The ability of VOFAs to solubilize binders was tested to determine the Hansen Solubility Parameters: Solubility tests with standard dirts have been carried out. The ability of VOFAs t solubilize is decreases with increasing size of the ester group. While VOFAs can solubilize some binders, for other binders the effect can be better described as swelling. With regard to standard dirts the esters are according to theory not entirely solubilising the dirt, but still mixing and mechanical forces might be enough to lift of the dirt. As the cleaning tests show that the standard dirts can be removed by most esters without vigorous mechanical force, it can probably be noted that mixing between ester and dirt is sufficient for most cleaning tasks. The solubility behaviour is also being tested to assess the compatibility with other materials used for tubes and fittings. Preliminary results point to some swelling with all kinds of rubbers. However experience from offset-printing (rubber blankets) show, that this swelling, in many cases, is lower than with conventional HC-solvents, and does not cause problems in practice. Corrosivity tests (supported by measurements of acid number) showed a high corrosivity toward zinc which can be directly related to the acidity of the ester.

A life cycle analysis of two VOFA products and a de-aromatised hydrocarbon product has been performed. A direct comparison was made, based on 1000 kg of both the VOFA and the hydrocarbon products, since there was insufficient detailed practical experience available for the definition of the functional unit. The resulting data implies a comparable degree of negative impact during production for both types of products, albeit in different areas. While ester products are ecologically more favourable with regard to depletion, toxic effects on humans and VOC-emission, they are less favourable in aspects related to agricultural practices (use of fertiliser, water hazards, solid waste, and eutrophication). In practice recycling of the cleaners will greatly effect the respective ecological performances. However the internationally agreed LC method does not include an assessment of biodegradation, occupational health hazards, etc., areas where VOFAs perform better than organic solvents. Also the actual amount of VOFAs required may be significantly less than the amount of solvent required (the amount of solvent used is influenced by evaporation during use), which would place VOFAs in a more favourable light.
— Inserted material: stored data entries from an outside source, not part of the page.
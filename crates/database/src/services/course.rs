use crate::{
    entities::{
        assessment, assessment_clo, clo, clo_po_mapping, clo_pso_mapping, course, course_faculty,
        department, faculty, mark, program, student_course_enrollment,
    },
    error::ServiceError,
    services::{access::Principal, allocation::active_clos, assessment::FacultyBrief},
};
use chrono::Utc;
use log::{info, warn};
use models::{
    catalog::{CourseCategory, CourseType},
    outcome::valid_attainment_threshold,
    slug::{make_slug, next_course_code},
};
use sea_orm::{
    ActiveModelTrait, ActiveValue::Set, ColumnTrait, Condition, ConnectionTrait,
    DatabaseConnection, EntityTrait, PaginatorTrait, QueryFilter, QueryOrder, TransactionTrait,
};
use serde::Serialize;
use std::{collections::HashMap, str::FromStr};
use uuid::Uuid;

/// Default percentage a student must reach for a CLO to count as attained
const DEFAULT_ATTAINMENT_THRESHOLD: f64 = 60.0;

#[derive(Debug, Clone, Default)]
pub struct NewCourse {
    pub code: String,
    pub name: String,
    pub slug: Option<String>,
    pub semester: Option<i32>,
    pub credits: i32,
    pub course_type: Option<String>,
    pub category: Option<String>,
    pub description: Option<String>,
    pub is_active: Option<bool>,
}

#[derive(Debug, Clone, Default)]
pub struct CoursePatch {
    pub code: Option<String>,
    pub name: Option<String>,
    pub slug: Option<String>,
    pub semester: Option<i32>,
    pub credits: Option<i32>,
    pub course_type: Option<String>,
    pub category: Option<String>,
    pub description: Option<String>,
    pub is_active: Option<bool>,
}

#[derive(Debug, Clone, Default)]
pub struct NewClo {
    pub code: String,
    pub statement: String,
    pub bloom_level: String,
    pub attainment_threshold: Option<f64>,
    pub display_order: Option<i32>,
    pub version: Option<i32>,
}

#[derive(Debug, Clone, Default)]
pub struct CloPatch {
    pub code: Option<String>,
    pub statement: Option<String>,
    pub bloom_level: Option<String>,
    pub attainment_threshold: Option<f64>,
    pub display_order: Option<i32>,
    pub is_active: Option<bool>,
}

#[derive(Debug, Clone, Serialize)]
#[serde(rename_all = "camelCase")]
pub struct ProgramBrief {
    pub id: Uuid,
    pub name: String,
    pub slug: String,
}

impl From<&program::Model> for ProgramBrief {
    fn from(program: &program::Model) -> Self {
        Self {
            id: program.id,
            name: program.name.clone(),
            slug: program.slug.clone(),
        }
    }
}

#[derive(Debug, Clone, Serialize)]
#[serde(rename_all = "camelCase")]
pub struct CourseListing {
    #[serde(flatten)]
    pub course: course::Model,
    pub department_name: String,
    pub program: Option<ProgramBrief>,
    pub active_clos: u64,
    pub faculties: Vec<FacultyBrief>,
}

#[derive(Debug, Clone, Serialize)]
#[serde(rename_all = "camelCase")]
pub struct CourseDetail {
    #[serde(flatten)]
    pub course: course::Model,
    pub department: department::Model,
    pub program: Option<program::Model>,
    pub clos: Vec<clo::Model>,
}

#[derive(Debug, Clone, Copy, Serialize)]
#[serde(rename_all = "camelCase")]
pub struct CourseRemoval {
    pub course_id: Uuid,
    pub clos_deleted: u64,
    pub assessments_deleted: u64,
    pub assignments_deleted: u64,
    pub enrollments_deleted: u64,
}

/// Catalog maintenance for heads of department
pub struct CourseService;
use axum::{
    Json,
    http::StatusCode,
    response::{IntoResponse, Response},
};
use database::ServiceError;
use log::{debug, error};
use serde::Serialize;
use serde_json::{Value, json};
use std::sync::OnceLock;

static EXPOSE_DETAILS: OnceLock<bool> = OnceLock::new();

/// Sets whether unexpected store errors reveal their cause; first call wins
pub fn expose_details(expose: bool) {
    let _ = EXPOSE_DETAILS.set(expose);
}

/// The `{success, data?, message?, error?, details?}` body every route returns
#[derive(Debug, Serialize)]
struct Envelope<T> {
    success: bool,
    #[serde(skip_serializing_if = "Option::is_none")]
    data: Option<T>,
    #[serde(skip_serializing_if = "Option::is_none")]
    message: Option<String>,
    #[serde(skip_serializing_if = "Option::is_none")]
    error: Option<&'static str>,
    #[serde(skip_serializing_if = "Option::is_none")]
    details: Option<Value>,
}

/// A successful response wrapped in the envelope
pub struct ApiResponse<T> {
    status: StatusCode,
    data: Option<T>,
    message: Option<String>,
}

impl<T: Serialize> ApiResponse<T> {
    pub fn ok(data: T) -> Self {
        Self {
            status: StatusCode::OK,
            data: Some(data),
            message: None,
        }
    }

    pub fn created(data: T) -> Self {
        Self {
            status: StatusCode::CREATED,
            ..Self::ok(data)
        }
    }

    pub fn with_message(mut self, message: impl Into<String>) -> Self {
        self.message = Some(message.into());
        self
    }
}

impl ApiResponse<()> {
    /// A body with only a message, for operations that return nothing
    pub fn message(message: impl Into<String>) -> Self {
        Self {
            status: StatusCode::OK,
            data: None,
            message: Some(message.into()),
        }
    }
}

impl<T: Serialize> IntoResponse for ApiResponse<T> {
    fn into_response(self) -> Response {
        let body = Envelope {
            success: true,
            data: self.data,
            message: self.message,
            error: None,
            details: None,
        };
        (self.status, Json(body)).into_response()
    }
}

/// A service rejection rendered with its HTTP status
#[derive(Debug)]
pub struct ApiError(pub ServiceError);

impl From<ServiceError> for ApiError {
    fn from(err: ServiceError) -> Self {
        Self(err)
    }
}

impl ApiError {
    pub fn status(&self) -> StatusCode {
        match self.0 {
            ServiceError::Unauthenticated => StatusCode::UNAUTHORIZED,
            ServiceError::FacultyProfileNotFound | ServiceError::NotFound { .. } => {
                StatusCode::NOT_FOUND
            }
            ServiceError::Forbidden(_) | ServiceError::NotAssigned { .. } => StatusCode::FORBIDDEN,
            ServiceError::UniqueConstraintViolation(_) => StatusCode::CONFLICT,
            ServiceError::Database(_) => StatusCode::INTERNAL_SERVER_ERROR,
            _ => StatusCode::BAD_REQUEST,
        }
    }
}

impl IntoResponse for ApiError {
    fn into_response(self) -> Response {
        let status = self.status();
        let ApiError(err) = self;

        let (message, details) = match &err {
            ServiceError::Database(cause) => {
                error!("Unexpected database error: {cause}");
                let details = EXPOSE_DETAILS
                    .get()
                    .copied()
                    .unwrap_or(false)
                    .then(|| json!({ "cause": cause.to_string() }));
                ("Internal server error".to_string(), details)
            }
            _ => {
                debug!("Request rejected ({}): {err}", err.kind());
                (err.to_string(), err.details())
            }
        };

        let body = Envelope::<()> {
            success: false,
            data: None,
            message: Some(message),
            error: Some(err.kind()),
            details,
        };
        (status, Json(body)).into_response()
    }
}

pub type ApiResult<T> = Result<ApiResponse<T>, ApiError>;
use database::services::validation::{AssessmentProposal, MarkProposal};
use serde::Deserialize;
use utoipa::ToSchema;
use uuid::Uuid;

#[derive(Debug, Deserialize, ToSchema)]
#[serde(rename_all = "camelCase")]
pub struct ValidateAssessmentRequest {
    pub course_id: Uuid,
    #[serde(rename = "type")]
    pub assessment_type: String,
    pub max_marks: f64,
    pub semester: i32,
    pub year: i32,
}

impl From<ValidateAssessmentRequest> for AssessmentProposal {
    fn from(req: ValidateAssessmentRequest) -> Self {
        Self {
            course_id: req.course_id,
            assessment_type: req.assessment_type,
            max_marks: req.max_marks,
            semester: req.semester,
            year: req.year,
        }
    }
}

#[derive(Debug, Deserialize, ToSchema)]
#[serde(rename_all = "camelCase")]
pub struct ValidateMarksRequest {
    pub assessment_id: Uuid,
    pub student_id: Uuid,
    pub clo_id: Uuid,
    pub marks_obtained: f64,
}

impl From<ValidateMarksRequest> for MarkProposal {
    fn from(req: ValidateMarksRequest) -> Self {
        Self {
            assessment_id: req.assessment_id,
            student_id: req.student_id,
            clo_id: req.clo_id,
            marks_obtained: req.marks_obtained,
        }
    }
}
The assessment of biological degradation, bio-accumulation and toxicity all gave very favourable results for VOFAs. VOFAs are environmentally safe. Most (straight chain) esters are degraded completely in less than 10 days. It is assumed that branched esters will take somewhat longer however this has not been confirmed.

Dissemination
This has included articles have been submitted for publication and several of the partners have attended meetings where some of the aspects of VOFA-use have been presented and discussed. In association with the project, several industrial trials have been carried out in various countries that have been observed and documented. The results of these trials are in good agreement with the findings of the laboratory work. VOFAs could be used successfully in a certain fields including the metal services and the metal industry.

Conclusions
Many of the issues regarding the properties of VOFAs have been addressed. The assessment of the cleaning ability is in the final stages of completion. Emulsions and microemulsions, which are both very promising as cleaning agents, will be (has been) tested during 1997. The ability of VOFA to remove paint in different states of dryness and cure will be examined over the winter months. Also a comparison between the mathematical models and the experimental data for the commercial products will be performed during the next reporting period. A picture is emerging of VOFAs as powerful cleaning agents which are suitable for many applications. This justifies a thorough dissemination phase, with the aim of informing as wide a section of the public as possible.